A practice which is probably preferable is to have a different print
flag (boolean) for each of the major intermediates used by a program,
and to have an overall print option (decimal) whose value determines
the printing verbosity for the quantities without a specific printing
option.  The overall print option should be specified by a keyword
\keyword{PRINT\_LVL}, and its action should be as in Table
\ref{tbl:iprint}.

\begin{table}
\caption{Proposed Conventions for Printing Level}
\label{tbl:iprint}
\begin{center}
\begin{tabular}{ll}
\hline \hline
0 & Almost no printing; to be used by driver programs \\
  & with -quiet option \\
1 & Usual printing (default) \\
2 & Verbose printing \\
3 & Some debugging information \\
4 & Substantial debugging information \\
5 & Print almost all intermediates unless arrays too large \\
6 & Print everything \\
\hline \hline
\end{tabular}
\end{center}
\end{table}

\subsection{Commenting Source Code}
\label{code-commenting}
It is absolutely mandatory that each source file contains a reasonable
number of comments.
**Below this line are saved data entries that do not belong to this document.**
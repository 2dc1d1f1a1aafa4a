//! Finish overlays painted over the front face of a bar.

use super::ChartRenderer3D;
use crate::{BarDrawingStyle, BarOrientation, BoxStyle};
use chart3d_geometry::{Color, GradientStop, Paint, Path, Vec2};

const HIGHLIGHT_ALPHA: f32 = 0.4;
const SHADOW_ALPHA: f32 = 0.3;

/// Point inside the front quad at fractions `u` (left to right) and `v`
/// (top to bottom). Corners are top-left, top-right, bottom-right, bottom-left.
fn quad_point(quad: &[Vec2; 4], u: f32, v: f32) -> Vec2 {
    let top = quad[0].lerp(quad[1], u);
    let bottom = quad[3].lerp(quad[2], u);
    top.lerp(bottom, v)
}

/// Inset fractions for a bevel `size` pixels wide, capped at half the quad.
fn inset(quad: &[Vec2; 4], size: f32) -> (f32, f32) {
    let width = quad[0].distance(quad[1]);
    let height = quad[0].distance(quad[3]);
    let ku = if width > 0.0 { (size / width).min(0.5) } else { 0.0 };
    let kv = if height > 0.0 { (size / height).min(0.5) } else { 0.0 };
    (ku, kv)
}

impl ChartRenderer3D<'_> {
    /// Overlay for non-default bar styles, drawn on the projected front face.
    pub(super) fn draw_bar_finish(&mut self, front: [Vec2; 4], style: &BoxStyle) {
        let highlight = Color::WHITE.with_alpha(HIGHLIGHT_ALPHA);
        let shadow = Color::BLACK.with_alpha(SHADOW_ALPHA);

        match style.bar_style {
            BarDrawingStyle::Default | BarDrawingStyle::Cylinder => {}
            BarDrawingStyle::Wedge => {
                let width = front[0].distance(front[1]);
                let height = front[0].distance(front[3]);
                let (ku, kv) = inset(&front, width.min(height) / 2.0);
                let p = |u, v| quad_point(&front, u, v);
                let (light, dark) = match style.orientation {
                    BarOrientation::Vertical => (
                        [p(0.0, 0.0), p(ku, kv), p(ku, 1.0 - kv), p(0.0, 1.0)],
                        [p(1.0, 0.0), p(1.0, 1.0), p(1.0 - ku, 1.0 - kv), p(1.0 - ku, kv)],
                    ),
                    BarOrientation::Horizontal => (
                        [p(0.0, 0.0), p(1.0, 0.0), p(1.0 - ku, kv), p(ku, kv)],
                        [p(0.0, 1.0), p(ku, 1.0 - kv), p(1.0 - ku, 1.0 - kv), p(1.0, 1.0)],
                    ),
                };
                self.surface.fill_path(&Path::polygon(&light), &Paint::solid(highlight));
                self.surface.fill_path(&Path::polygon(&dark), &Paint::solid(shadow));
            }
            BarDrawingStyle::LightToDark => {
                let (start, end) = match style.orientation {
                    BarOrientation::Vertical => (
                        quad_point(&front, 0.0, 0.5),
                        quad_point(&front, 1.0, 0.5),
                    ),
                    BarOrientation::Horizontal => (
                        quad_point(&front, 0.5, 0.0),
                        quad_point(&front, 0.5, 1.0),
                    ),
                };
                let paint = Paint::linear_gradient(
                    start,
                    end,
                    vec![
                        GradientStop::new(0.0, highlight),
                        GradientStop::new(0.5, Color::TRANSPARENT),
                        GradientStop::new(1.0, shadow),
                    ],
                );
                self.surface.fill_path(&Path::polygon(&front), &paint);
            }
            BarDrawingStyle::Emboss => {
                let width = front[0].distance(front[1]);
                let height = front[0].distance(front[3]);
                let (ku, kv) = inset(&front, (width.min(height) * 0.1).clamp(1.0, 5.0));
                let p = |u, v| quad_point(&front, u, v);
                let inner = [p(ku, kv), p(1.0 - ku, kv), p(1.0 - ku, 1.0 - kv), p(ku, 1.0 - kv)];

                // Top and left bevels catch the light, bottom and right fall in shade.
                let bevels = [
                    ([front[0], front[1], inner[1], inner[0]], highlight),
                    ([front[0], inner[0], inner[3], front[3]], highlight),
                    ([front[3], inner[3], inner[2], front[2]], shadow),
                    ([front[1], front[2], inner[2], inner[1]], shadow),
                ];
                for (bevel, color) in bevels {
                    self.surface.fill_path(&Path::polygon(&bevel), &Paint::solid(color));
                }
            }
        }
    }
}

#[cfg(test)]
mod tests {
    use crate::{
        BarDrawingStyle, BoxStyle, ChartRenderer3D, DrawingOperationTypes, Matrix3D, SceneStyle,
    };
    use chart3d_geometry::{Color, Paint, Rect};
    use chart3d_test_utils::RecordingSurface;

    fn fills_for(bar_style: BarDrawingStyle) -> Vec<Paint> {
        let matrix = Matrix3D::new(Rect::new(0.0, 0.0, 200.0, 200.0), 40.0, &SceneStyle::default());
        let mut surface = RecordingSurface::new();
        let mut renderer = ChartRenderer3D::new(&mut surface, &matrix);
        renderer.fill_3d_box(
            Rect::new(40.0, 40.0, 40.0, 100.0),
            0.0,
            20.0,
            &BoxStyle::new(Color::BLUE).with_bar_style(bar_style),
            DrawingOperationTypes::DRAW_ELEMENT,
        );
        surface.fills().map(|(_, paint)| paint.clone()).collect()
    }

    #[test]
    fn test_wedge_adds_two_overlays() {
        assert_eq!(fills_for(BarDrawingStyle::Wedge).len(), 5);
    }

    #[test]
    fn test_light_to_dark_adds_gradient() {
        let fills = fills_for(BarDrawingStyle::LightToDark);
        assert_eq!(fills.len(), 4);
        assert!(matches!(fills[3], Paint::LinearGradient(_)));
    }

    #[test]
    fn test_emboss_adds_four_bevels() {
        let fills = fills_for(BarDrawingStyle::Emboss);
        assert_eq!(fills.len(), 7);
        assert!(fills[3..].iter().all(|paint| !paint.is_opaque()));
    }
}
When a significant variable, data type, or
function is declared, it must be accompanied with some descriptive
information written in English.  Every function prototype or body of
it has to be preceeded by a short description of its purpose,
algorithm (desirable; if it is too complex, provide a reference), what
arguments it takes and what it returns.

Having said this, we will argue against excessive commenting: don't
add a comment every time you do \celem{i++}!  It will actually make
your code harder to read.  Be sensible.

As of spring 2002, we have adopted the {\tt doxygen} program to
automatically generate source code documentation.  This program scans
the source code and looks for special codes which tell it to add the
given comment block to the documentation list.  The program is very
fancy and can generate documentation in man, html, latex, and rtf
formats.  The file \file{psi3.dox} is the {\tt doxygen} configuration
file.  The source code should be commented in the following way to
work with {\tt doxygen}.

The first file of each library defines a ``module'' via a special
comment line:
\begin{verbatim}
/*! \defgroup PSIO libpsio: The PSI I/O Library */
\end{verbatim}
Note the exclamation mark above --- it is required by {\tt doxygen}.
The line above defines the {\tt PSIO} key and associates it with the
title ``The PSI I/O Library.'' Each file belonging to this group will
have a special comment of the following form:
\begin{verbatim}
/*!
** \file close.c
** \ingroup (PSIO)
*/
\end{verbatim}
This tells {\tt doxygen} that file \file{close.c} should be
documented, it should be added to the list of documented files, and it
belongs to the {\tt PSIO} group.

All functions should be commented as in the following:
\begin{verbatim}
/*!
** PSIO_CLOSE(): Closes a multivolume PSI direct access file.
**
**  \param unit = The PSI unit number used to identify the file to all read
**                and write functions.
**  \param keep = Boolean to indicate if the file should be deleted (0) or
**                retained (1).
**
** Returns: always returns 0
**
** \ingroup (PSIO)
*/

int psio_close(ULI unit, int keep)
...
\end{verbatim}
This will add the function {\tt psio\_close} to the list, associate it with
the {\tt PSIO} module, and define the various arguments.

{\em Please note:} In addition to listing all the parameters and return
values, it is very valuable to explain what the function actually does.
Add this explanation immediately after the function name (see above).  This
explanation might be a few words, or an entire paragraph, as necessary.